//! SQLite implementation of the persistence layer.

use std::path::Path;
use std::sync::atomic::{AtomicU64, Ordering};
use std::time::Duration;

use sqlx::sqlite::{SqliteConnectOptions, SqliteJournalMode, SqlitePoolOptions};
use sqlx::{Sqlite, SqlitePool, Transaction};

use super::seed::SAMPLE_HOTELS;
use crate::domain::{
    Booking, BookingDetail, BookingId, Hotel, HotelId, HotelWithRooms, Room, RoomId,
};
use crate::error::BookingError;

static MEMDB_COUNTER: AtomicU64 = AtomicU64::new(0);

/// Row shape of the hotel/room left join.
type HotelRoomRow = (
    i64,
    String,
    String,
    Option<i64>,
    Option<String>,
    Option<String>,
);

/// Row shape of the booking/room/hotel join.
type BookingDetailRow = (i64, i64, String, String, String, i64, String);

const LIST_HOTELS: &str = "SELECT h.id, h.name, h.location, r.id, r.number, r.type \
     FROM hotel h LEFT JOIN room r ON r.hotel_id = h.id \
     ORDER BY h.id, r.id";

const GET_HOTEL: &str = "SELECT h.id, h.name, h.location, r.id, r.number, r.type \
     FROM hotel h LEFT JOIN room r ON r.hotel_id = h.id \
     WHERE h.id = ? ORDER BY r.id";

/// SQLite-backed persistence layer using `sqlx::SqlitePool`.
///
/// Every booking write runs in its own transaction holding exactly one
/// statement. On failure the transaction is rolled back and the error is
/// returned to the caller.
#[derive(Debug, Clone)]
pub struct SqlitePersistence {
    pool: SqlitePool,
}

impl SqlitePersistence {
    /// Maximum time a file-backed connection may sit idle before it is closed.
    const IDLE_TIMEOUT: Duration = Duration::from_secs(60);

    /// Creates a persistence layer over an existing pool.
    ///
    /// The schema is not touched; call [`Self::migrate`] if needed.
    #[must_use]
    pub fn new(pool: SqlitePool) -> Self {
        Self { pool }
    }

    /// Opens the database at `path` and applies the embedded migrations.
    ///
    /// `":memory:"` opens a private in-memory database that lives as long
    /// as the returned handle.
    ///
    /// # Errors
    ///
    /// Returns a [`BookingError::PersistenceError`] if the database cannot
    /// be opened or the schema cannot be created.
    pub async fn connect(
        path: &str,
        max_connections: u32,
        acquire_timeout: Duration,
    ) -> Result<Self, BookingError> {
        let pool = if path == ":memory:" {
            // Each call gets its own shared-cache database so parallel
            // tests never see each other's rows.
            let id = MEMDB_COUNTER.fetch_add(1, Ordering::Relaxed);
            let memdb_url = format!(
                "sqlite:file:hotel-booking-memdb-{}-{}?mode=memory&cache=shared",
                std::process::id(),
                id
            );

            let options = memdb_url
                .parse::<SqliteConnectOptions>()?
                .foreign_keys(true);

            // The database vanishes with its last connection, so keep one
            // open for the lifetime of the pool.
            SqlitePoolOptions::new()
                .min_connections(1)
                .max_connections(1)
                .acquire_timeout(acquire_timeout)
                .idle_timeout(None)
                .max_lifetime(None)
                .connect_with(options)
                .await?
        } else {
            if let Some(parent) = Path::new(path).parent()
                && !parent.as_os_str().is_empty()
                && let Err(e) = std::fs::create_dir_all(parent)
            {
                tracing::warn!(
                    path = %parent.display(),
                    error = %e,
                    "failed to create database directory"
                );
            }

            let options = SqliteConnectOptions::new()
                .filename(path)
                .create_if_missing(true)
                .journal_mode(SqliteJournalMode::Wal)
                .foreign_keys(true);

            SqlitePoolOptions::new()
                .max_connections(max_connections.max(1))
                .acquire_timeout(acquire_timeout)
                .idle_timeout(Some(Self::IDLE_TIMEOUT))
                .connect_with(options)
                .await?
        };

        tracing::info!(%path, "database connected");

        let persistence = Self::new(pool);
        persistence.migrate().await?;
        Ok(persistence)
    }

    /// Opens a fresh private in-memory database with the schema applied.
    ///
    /// # Errors
    ///
    /// Returns a [`BookingError::PersistenceError`] on database failure.
    pub async fn in_memory() -> Result<Self, BookingError> {
        Self::connect(":memory:", 1, Duration::from_secs(5)).await
    }

    /// Returns the underlying connection pool.
    #[must_use]
    pub fn pool(&self) -> &SqlitePool {
        &self.pool
    }

    /// Creates the `hotel`, `room` and `booking` tables if absent.
    ///
    /// # Errors
    ///
    /// Returns a [`BookingError::PersistenceError`] if a migration fails.
    pub async fn migrate(&self) -> Result<(), BookingError> {
        sqlx::migrate!("./migrations")
            .run(&self.pool)
            .await
            .map_err(|e| BookingError::PersistenceError(e.to_string()))?;

        tracing::info!("database migrations checked/applied");
        Ok(())
    }

    /// Inserts the sample hotels and rooms if the `hotel` table is empty.
    ///
    /// Returns `true` if rows were inserted and `false` if the table
    /// already had data.
    ///
    /// # Errors
    ///
    /// Returns a [`BookingError::PersistenceError`] on database failure.
    pub async fn seed_if_empty(&self) -> Result<bool, BookingError> {
        let existing = sqlx::query_scalar::<_, i64>("SELECT id FROM hotel LIMIT 1")
            .fetch_optional(&self.pool)
            .await?;
        if existing.is_some() {
            tracing::debug!("hotel table already populated; skipping seed");
            return Ok(false);
        }

        let mut tx = self.pool.begin().await?;
        let mut hotel_ids = Vec::with_capacity(SAMPLE_HOTELS.len());
        for hotel in &SAMPLE_HOTELS {
            let id = sqlx::query_scalar::<_, i64>(
                "INSERT INTO hotel (name, location) VALUES (?, ?) RETURNING id",
            )
            .bind(hotel.name)
            .bind(hotel.location)
            .fetch_one(&mut *tx)
            .await?;
            hotel_ids.push(id);
        }
        tx.commit().await?;

        let mut tx = self.pool.begin().await?;
        let mut room_count = 0usize;
        for (hotel, hotel_id) in SAMPLE_HOTELS.iter().zip(&hotel_ids) {
            for room in hotel.rooms {
                sqlx::query("INSERT INTO room (hotel_id, number, type) VALUES (?, ?, ?)")
                    .bind(*hotel_id)
                    .bind(room.number)
                    .bind(room.room_type)
                    .execute(&mut *tx)
                    .await?;
                room_count += 1;
            }
        }
        tx.commit().await?;

        tracing::info!(
            hotels = hotel_ids.len(),
            rooms = room_count,
            "seeded sample data"
        );
        Ok(true)
    }

    /// Loads every hotel with its rooms, ordered by hotel id.
    ///
    /// # Errors
    ///
    /// Returns a [`BookingError::PersistenceError`] on database failure.
    pub async fn list_hotels(&self) -> Result<Vec<HotelWithRooms>, BookingError> {
        let rows = sqlx::query_as::<_, HotelRoomRow>(LIST_HOTELS)
            .fetch_all(&self.pool)
            .await?;

        Ok(group_hotel_rows(rows))
    }

    /// Loads one hotel with its rooms.
    ///
    /// # Errors
    ///
    /// Returns [`BookingError::HotelNotFound`] if no hotel has this id, or a
    /// [`BookingError::PersistenceError`] on database failure.
    pub async fn get_hotel(&self, id: HotelId) -> Result<HotelWithRooms, BookingError> {
        let rows = sqlx::query_as::<_, HotelRoomRow>(GET_HOTEL)
            .bind(id.get())
            .fetch_all(&self.pool)
            .await?;

        group_hotel_rows(rows)
            .into_iter()
            .next()
            .ok_or(BookingError::HotelNotFound(id.get()))
    }

    /// Inserts a booking and commits it.
    ///
    /// No check is made that the room is free on `date`.
    ///
    /// # Errors
    ///
    /// Returns a [`BookingError::PersistenceError`] if the insert or commit
    /// fails (e.g. `room_id` references no room). The transaction is rolled
    /// back before returning.
    pub async fn create_booking(
        &self,
        room_id: RoomId,
        date: &str,
    ) -> Result<Booking, BookingError> {
        let mut tx = self.pool.begin().await?;

        let inserted = sqlx::query_scalar::<_, i64>(
            "INSERT INTO booking (room_id, date) VALUES (?, ?) RETURNING id",
        )
        .bind(room_id.get())
        .bind(date)
        .fetch_one(&mut *tx)
        .await;

        let id = match inserted {
            Ok(id) => id,
            Err(e) => {
                rollback(tx).await;
                return Err(e.into());
            }
        };

        tx.commit().await?;

        Ok(Booking {
            id: BookingId::new(id),
            room_id,
            date: date.to_string(),
        })
    }

    /// Loads every booking joined with its room and hotel, ordered by id.
    ///
    /// # Errors
    ///
    /// Returns a [`BookingError::PersistenceError`] on database failure.
    pub async fn list_bookings(&self) -> Result<Vec<BookingDetail>, BookingError> {
        let rows = sqlx::query_as::<_, BookingDetailRow>(
            "SELECT b.id, b.room_id, b.date, r.number, r.type, h.id, h.name \
             FROM booking b \
             JOIN room r ON r.id = b.room_id \
             JOIN hotel h ON h.id = r.hotel_id \
             ORDER BY b.id",
        )
        .fetch_all(&self.pool)
        .await?;

        Ok(rows
            .into_iter()
            .map(
                |(id, room_id, date, room_number, room_type, hotel_id, hotel_name)| BookingDetail {
                    booking: Booking {
                        id: BookingId::new(id),
                        room_id: RoomId::new(room_id),
                        date,
                    },
                    room_number,
                    room_type,
                    hotel_id: HotelId::new(hotel_id),
                    hotel_name,
                },
            )
            .collect())
    }

    /// Loads one booking.
    ///
    /// # Errors
    ///
    /// Returns [`BookingError::BookingNotFound`] if no booking has this id,
    /// or a [`BookingError::PersistenceError`] on database failure.
    pub async fn get_booking(&self, id: BookingId) -> Result<Booking, BookingError> {
        let row = sqlx::query_as::<_, (i64, i64, String)>(
            "SELECT id, room_id, date FROM booking WHERE id = ?",
        )
        .bind(id.get())
        .fetch_optional(&self.pool)
        .await?;

        row.map(|(id, room_id, date)| Booking {
            id: BookingId::new(id),
            room_id: RoomId::new(room_id),
            date,
        })
        .ok_or(BookingError::BookingNotFound(id.get()))
    }

    /// Deletes a booking and commits.
    ///
    /// Deleting an id that no longer exists commits an empty change.
    ///
    /// # Errors
    ///
    /// Returns a [`BookingError::PersistenceError`] if the delete or commit
    /// fails. The transaction is rolled back before returning.
    pub async fn delete_booking(&self, id: BookingId) -> Result<(), BookingError> {
        let mut tx = self.pool.begin().await?;

        let deleted = sqlx::query("DELETE FROM booking WHERE id = ?")
            .bind(id.get())
            .execute(&mut *tx)
            .await;

        let result = match deleted {
            Ok(result) => result,
            Err(e) => {
                rollback(tx).await;
                return Err(e.into());
            }
        };

        tx.commit().await?;

        if result.rows_affected() == 0 {
            tracing::debug!(booking_id = %id, "delete matched no rows");
        }
        Ok(())
    }

    /// Returns the number of stored bookings.
    ///
    /// # Errors
    ///
    /// Returns a [`BookingError::PersistenceError`] on database failure.
    pub async fn count_bookings(&self) -> Result<u64, BookingError> {
        let count = sqlx::query_scalar::<_, i64>("SELECT COUNT(*) FROM booking")
            .fetch_one(&self.pool)
            .await?;
        Ok(u64::try_from(count).unwrap_or(0))
    }
}

/// Rolls back a failed write, logging if the rollback itself fails.
async fn rollback(tx: Transaction<'_, Sqlite>) {
    if let Err(e) = tx.rollback().await {
        tracing::warn!(error = %e, "rollback failed");
    }
}

/// Folds left-join rows (ordered by hotel id) into hotels with their rooms.
fn group_hotel_rows(rows: Vec<HotelRoomRow>) -> Vec<HotelWithRooms> {
    let mut hotels: Vec<HotelWithRooms> = Vec::new();
    for (hotel_id, name, location, room_id, number, room_type) in rows {
        let hotel_id = HotelId::new(hotel_id);
        let is_new = hotels.last().is_none_or(|h| h.hotel.id != hotel_id);
        if is_new {
            hotels.push(HotelWithRooms {
                hotel: Hotel {
                    id: hotel_id,
                    name,
                    location,
                },
                rooms: Vec::new(),
            });
        }
        if let (Some(room_id), Some(number), Some(room_type), Some(current)) =
            (room_id, number, room_type, hotels.last_mut())
        {
            current.rooms.push(Room {
                id: RoomId::new(room_id),
                hotel_id,
                number,
                room_type,
            });
        }
    }
    hotels
}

★ ★ ★ ★

Find each line in the records above that contains "SqliteConnectOptions", and copy it.

#### Expected output
use sqlx::sqlite::{SqliteConnectOptions, SqliteJournalMode, SqlitePoolOptions};
                .parse::<SqliteConnectOptions>()?
            let options = SqliteConnectOptions::new()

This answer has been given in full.